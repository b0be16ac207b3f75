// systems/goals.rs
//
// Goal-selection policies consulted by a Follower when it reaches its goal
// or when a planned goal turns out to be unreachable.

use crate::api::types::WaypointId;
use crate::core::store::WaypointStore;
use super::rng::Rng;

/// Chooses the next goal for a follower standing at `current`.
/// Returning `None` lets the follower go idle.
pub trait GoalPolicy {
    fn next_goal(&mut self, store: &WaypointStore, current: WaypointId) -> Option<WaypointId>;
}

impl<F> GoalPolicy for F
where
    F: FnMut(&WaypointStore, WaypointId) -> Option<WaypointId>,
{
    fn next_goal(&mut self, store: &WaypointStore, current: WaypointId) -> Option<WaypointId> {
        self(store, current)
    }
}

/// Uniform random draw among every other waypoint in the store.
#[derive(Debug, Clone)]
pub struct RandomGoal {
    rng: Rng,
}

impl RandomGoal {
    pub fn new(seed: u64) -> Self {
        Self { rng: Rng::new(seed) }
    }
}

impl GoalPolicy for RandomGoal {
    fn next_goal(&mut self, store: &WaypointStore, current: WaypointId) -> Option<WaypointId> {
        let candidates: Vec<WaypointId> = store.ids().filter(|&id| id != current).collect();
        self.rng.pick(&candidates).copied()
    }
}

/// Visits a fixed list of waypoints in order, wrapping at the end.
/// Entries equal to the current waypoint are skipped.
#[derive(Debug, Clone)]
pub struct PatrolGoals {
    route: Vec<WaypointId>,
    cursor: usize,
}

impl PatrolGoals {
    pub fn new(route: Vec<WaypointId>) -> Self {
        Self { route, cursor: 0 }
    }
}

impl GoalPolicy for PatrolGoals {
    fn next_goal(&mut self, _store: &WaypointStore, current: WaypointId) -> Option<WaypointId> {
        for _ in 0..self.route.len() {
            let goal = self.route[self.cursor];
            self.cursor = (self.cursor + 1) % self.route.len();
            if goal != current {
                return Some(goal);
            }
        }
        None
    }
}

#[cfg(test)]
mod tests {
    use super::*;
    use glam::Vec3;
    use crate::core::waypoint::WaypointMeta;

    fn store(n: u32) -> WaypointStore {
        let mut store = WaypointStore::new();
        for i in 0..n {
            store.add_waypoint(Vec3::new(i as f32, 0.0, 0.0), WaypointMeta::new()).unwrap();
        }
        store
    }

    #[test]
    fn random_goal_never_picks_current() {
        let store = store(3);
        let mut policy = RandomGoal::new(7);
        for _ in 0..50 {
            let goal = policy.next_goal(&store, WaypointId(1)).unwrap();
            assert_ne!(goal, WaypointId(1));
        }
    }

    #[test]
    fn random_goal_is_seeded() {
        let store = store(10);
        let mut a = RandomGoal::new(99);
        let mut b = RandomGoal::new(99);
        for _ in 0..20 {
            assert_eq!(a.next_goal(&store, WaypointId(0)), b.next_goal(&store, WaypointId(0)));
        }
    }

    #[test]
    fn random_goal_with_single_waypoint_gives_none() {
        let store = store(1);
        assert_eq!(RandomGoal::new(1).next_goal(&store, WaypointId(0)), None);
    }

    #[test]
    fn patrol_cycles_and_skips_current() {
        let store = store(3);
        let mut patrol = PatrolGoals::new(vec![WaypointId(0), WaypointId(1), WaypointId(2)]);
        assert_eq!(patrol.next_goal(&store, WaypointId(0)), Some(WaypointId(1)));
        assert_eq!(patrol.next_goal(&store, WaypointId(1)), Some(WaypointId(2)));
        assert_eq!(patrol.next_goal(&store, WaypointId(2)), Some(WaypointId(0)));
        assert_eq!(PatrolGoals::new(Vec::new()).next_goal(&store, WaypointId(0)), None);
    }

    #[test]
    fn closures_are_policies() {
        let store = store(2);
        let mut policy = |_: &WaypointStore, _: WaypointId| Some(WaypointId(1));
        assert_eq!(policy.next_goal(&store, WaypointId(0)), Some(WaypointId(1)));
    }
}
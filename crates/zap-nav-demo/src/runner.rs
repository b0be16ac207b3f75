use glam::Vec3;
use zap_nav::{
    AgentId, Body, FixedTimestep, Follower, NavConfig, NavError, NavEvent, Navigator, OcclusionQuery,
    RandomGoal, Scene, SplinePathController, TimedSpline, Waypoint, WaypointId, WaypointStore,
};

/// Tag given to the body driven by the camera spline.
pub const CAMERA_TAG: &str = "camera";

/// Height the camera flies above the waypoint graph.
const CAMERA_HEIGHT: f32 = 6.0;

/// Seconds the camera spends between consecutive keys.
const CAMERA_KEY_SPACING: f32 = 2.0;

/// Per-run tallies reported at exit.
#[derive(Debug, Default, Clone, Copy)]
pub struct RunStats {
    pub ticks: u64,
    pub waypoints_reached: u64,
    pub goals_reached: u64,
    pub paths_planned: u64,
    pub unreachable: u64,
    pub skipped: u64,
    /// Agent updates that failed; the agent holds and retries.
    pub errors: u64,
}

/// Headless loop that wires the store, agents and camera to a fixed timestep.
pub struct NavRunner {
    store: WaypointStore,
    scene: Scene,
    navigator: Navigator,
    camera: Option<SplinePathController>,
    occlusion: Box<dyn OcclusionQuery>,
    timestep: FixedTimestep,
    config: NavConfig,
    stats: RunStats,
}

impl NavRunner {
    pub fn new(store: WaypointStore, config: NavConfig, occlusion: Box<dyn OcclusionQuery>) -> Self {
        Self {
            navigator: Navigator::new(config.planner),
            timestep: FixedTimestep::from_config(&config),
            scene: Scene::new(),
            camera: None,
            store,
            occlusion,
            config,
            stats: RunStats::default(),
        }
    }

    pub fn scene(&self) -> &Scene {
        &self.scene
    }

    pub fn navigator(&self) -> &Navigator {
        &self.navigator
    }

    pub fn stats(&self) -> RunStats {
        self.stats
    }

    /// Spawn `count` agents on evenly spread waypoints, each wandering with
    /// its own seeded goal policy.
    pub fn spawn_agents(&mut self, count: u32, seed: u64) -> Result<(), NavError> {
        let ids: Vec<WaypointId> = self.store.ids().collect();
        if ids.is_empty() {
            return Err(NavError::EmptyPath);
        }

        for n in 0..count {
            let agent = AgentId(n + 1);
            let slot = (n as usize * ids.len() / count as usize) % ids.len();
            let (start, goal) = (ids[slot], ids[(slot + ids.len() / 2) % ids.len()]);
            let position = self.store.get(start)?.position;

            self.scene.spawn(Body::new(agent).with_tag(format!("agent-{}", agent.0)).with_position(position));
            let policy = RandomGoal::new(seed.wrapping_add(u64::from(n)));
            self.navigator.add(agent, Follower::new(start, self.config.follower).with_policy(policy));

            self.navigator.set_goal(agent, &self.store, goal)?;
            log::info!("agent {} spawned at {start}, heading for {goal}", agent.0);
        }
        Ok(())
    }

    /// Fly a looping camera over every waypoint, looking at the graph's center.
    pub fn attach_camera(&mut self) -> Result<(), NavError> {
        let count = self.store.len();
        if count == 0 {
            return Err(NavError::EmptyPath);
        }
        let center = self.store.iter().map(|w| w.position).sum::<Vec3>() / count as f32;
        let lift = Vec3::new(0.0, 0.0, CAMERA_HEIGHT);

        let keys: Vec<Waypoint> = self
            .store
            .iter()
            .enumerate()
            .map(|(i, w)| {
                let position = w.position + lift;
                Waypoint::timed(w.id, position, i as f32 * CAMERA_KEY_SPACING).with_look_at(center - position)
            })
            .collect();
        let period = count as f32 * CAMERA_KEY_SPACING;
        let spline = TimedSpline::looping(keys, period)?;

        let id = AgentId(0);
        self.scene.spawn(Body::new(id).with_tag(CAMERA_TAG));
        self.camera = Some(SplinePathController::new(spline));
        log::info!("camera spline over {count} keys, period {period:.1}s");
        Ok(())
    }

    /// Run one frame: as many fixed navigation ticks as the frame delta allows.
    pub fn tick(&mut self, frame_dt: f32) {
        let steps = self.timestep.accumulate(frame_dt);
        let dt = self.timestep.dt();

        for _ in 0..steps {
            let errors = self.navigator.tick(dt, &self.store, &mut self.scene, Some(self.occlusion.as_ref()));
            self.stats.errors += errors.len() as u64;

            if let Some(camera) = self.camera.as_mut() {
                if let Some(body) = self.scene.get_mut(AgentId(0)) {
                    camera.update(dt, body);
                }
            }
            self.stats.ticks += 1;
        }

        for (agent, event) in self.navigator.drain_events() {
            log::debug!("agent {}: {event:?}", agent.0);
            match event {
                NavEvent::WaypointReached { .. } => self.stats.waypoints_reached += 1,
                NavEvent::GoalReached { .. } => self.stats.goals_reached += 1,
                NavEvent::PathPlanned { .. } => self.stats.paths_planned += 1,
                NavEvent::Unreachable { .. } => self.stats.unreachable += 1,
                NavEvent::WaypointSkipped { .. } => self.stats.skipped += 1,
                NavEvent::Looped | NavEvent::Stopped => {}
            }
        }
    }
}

- - - - - - -

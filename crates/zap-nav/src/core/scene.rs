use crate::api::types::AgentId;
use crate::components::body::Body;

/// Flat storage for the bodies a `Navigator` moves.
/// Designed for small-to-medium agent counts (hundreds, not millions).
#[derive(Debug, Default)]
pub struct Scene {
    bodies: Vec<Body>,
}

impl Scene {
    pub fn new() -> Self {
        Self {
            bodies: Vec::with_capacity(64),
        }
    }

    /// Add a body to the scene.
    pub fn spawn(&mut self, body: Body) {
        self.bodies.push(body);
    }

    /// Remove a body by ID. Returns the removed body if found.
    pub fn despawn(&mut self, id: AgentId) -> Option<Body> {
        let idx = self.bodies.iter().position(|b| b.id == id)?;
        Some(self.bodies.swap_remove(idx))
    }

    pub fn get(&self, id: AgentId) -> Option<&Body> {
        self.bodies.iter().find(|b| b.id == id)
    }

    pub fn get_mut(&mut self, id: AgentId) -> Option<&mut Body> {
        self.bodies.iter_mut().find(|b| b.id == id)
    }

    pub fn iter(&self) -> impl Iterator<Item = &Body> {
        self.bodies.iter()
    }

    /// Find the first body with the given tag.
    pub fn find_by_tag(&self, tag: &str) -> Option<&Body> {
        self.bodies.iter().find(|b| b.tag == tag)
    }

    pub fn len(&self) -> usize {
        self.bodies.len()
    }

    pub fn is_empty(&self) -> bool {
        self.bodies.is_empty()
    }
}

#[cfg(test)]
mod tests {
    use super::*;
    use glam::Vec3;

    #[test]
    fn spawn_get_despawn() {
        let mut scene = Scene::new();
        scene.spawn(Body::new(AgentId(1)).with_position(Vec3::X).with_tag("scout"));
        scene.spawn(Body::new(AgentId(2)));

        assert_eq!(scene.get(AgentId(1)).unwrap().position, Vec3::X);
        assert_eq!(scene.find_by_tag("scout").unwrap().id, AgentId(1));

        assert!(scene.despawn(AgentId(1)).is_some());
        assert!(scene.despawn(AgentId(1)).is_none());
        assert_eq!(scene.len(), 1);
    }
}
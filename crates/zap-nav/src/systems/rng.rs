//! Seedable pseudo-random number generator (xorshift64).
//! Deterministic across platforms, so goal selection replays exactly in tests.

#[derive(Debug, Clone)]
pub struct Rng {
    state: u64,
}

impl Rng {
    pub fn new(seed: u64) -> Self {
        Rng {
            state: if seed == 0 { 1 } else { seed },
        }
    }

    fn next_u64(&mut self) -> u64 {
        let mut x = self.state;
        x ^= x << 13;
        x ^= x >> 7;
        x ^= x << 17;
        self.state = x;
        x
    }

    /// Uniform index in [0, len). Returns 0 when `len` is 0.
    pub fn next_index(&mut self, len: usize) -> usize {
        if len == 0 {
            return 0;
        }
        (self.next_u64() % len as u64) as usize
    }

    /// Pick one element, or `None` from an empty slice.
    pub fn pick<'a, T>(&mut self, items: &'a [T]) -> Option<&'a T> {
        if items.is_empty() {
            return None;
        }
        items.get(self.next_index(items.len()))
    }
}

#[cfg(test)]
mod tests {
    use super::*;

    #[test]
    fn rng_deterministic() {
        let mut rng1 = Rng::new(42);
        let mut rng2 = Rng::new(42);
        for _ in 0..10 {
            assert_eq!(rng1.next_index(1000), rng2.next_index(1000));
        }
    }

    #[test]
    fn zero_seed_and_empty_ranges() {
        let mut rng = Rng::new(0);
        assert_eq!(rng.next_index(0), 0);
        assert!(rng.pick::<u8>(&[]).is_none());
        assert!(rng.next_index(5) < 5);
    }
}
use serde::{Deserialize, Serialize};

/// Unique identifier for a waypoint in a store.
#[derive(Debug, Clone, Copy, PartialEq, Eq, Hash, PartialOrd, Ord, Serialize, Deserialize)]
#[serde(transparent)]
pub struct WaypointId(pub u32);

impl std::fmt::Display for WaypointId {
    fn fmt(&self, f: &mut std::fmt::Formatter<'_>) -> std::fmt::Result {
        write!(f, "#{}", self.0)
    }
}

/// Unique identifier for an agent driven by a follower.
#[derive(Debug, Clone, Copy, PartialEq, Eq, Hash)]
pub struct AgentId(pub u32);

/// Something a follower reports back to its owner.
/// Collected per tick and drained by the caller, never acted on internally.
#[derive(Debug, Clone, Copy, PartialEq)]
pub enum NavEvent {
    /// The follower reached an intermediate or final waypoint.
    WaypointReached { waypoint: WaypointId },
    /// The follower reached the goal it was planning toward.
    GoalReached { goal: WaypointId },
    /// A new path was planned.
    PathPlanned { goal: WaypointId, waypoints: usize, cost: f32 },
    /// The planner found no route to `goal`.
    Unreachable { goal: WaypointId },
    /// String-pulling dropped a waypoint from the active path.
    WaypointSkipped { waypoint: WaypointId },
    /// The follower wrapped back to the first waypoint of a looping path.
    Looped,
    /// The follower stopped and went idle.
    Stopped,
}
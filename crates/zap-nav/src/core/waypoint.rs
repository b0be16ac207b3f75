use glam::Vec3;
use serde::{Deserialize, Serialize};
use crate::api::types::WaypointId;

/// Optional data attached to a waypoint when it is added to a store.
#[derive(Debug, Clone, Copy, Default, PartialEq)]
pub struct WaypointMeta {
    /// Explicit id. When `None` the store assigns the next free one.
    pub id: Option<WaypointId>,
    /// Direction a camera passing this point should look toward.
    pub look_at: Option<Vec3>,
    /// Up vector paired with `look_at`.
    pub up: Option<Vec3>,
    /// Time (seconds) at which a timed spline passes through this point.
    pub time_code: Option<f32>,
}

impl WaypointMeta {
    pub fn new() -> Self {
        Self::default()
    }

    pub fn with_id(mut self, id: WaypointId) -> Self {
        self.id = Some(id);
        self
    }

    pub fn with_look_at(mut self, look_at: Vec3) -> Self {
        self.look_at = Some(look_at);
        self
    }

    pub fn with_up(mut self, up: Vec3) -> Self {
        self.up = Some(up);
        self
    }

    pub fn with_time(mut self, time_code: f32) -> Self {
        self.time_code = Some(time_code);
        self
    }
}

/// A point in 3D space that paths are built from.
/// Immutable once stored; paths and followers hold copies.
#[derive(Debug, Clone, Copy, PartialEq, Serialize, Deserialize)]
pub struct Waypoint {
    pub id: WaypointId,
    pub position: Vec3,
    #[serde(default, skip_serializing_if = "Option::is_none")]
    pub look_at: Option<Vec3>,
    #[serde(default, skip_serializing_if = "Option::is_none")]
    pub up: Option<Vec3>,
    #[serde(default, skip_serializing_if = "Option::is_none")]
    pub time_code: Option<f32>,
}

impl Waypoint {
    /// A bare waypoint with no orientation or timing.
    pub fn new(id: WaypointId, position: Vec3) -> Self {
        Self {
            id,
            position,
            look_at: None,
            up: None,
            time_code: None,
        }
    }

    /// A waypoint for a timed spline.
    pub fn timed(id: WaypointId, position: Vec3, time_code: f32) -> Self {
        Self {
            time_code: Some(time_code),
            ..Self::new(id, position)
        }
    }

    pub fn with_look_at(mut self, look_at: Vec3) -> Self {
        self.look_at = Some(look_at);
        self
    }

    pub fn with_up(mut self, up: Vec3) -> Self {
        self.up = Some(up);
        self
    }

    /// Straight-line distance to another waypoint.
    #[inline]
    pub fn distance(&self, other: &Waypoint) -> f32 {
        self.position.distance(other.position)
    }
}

- - - - - - -

**WORK INSTRUCTIONS**
Go through the records and count every line with the word "given"; the answer is the number alone.

**ANSWER**
2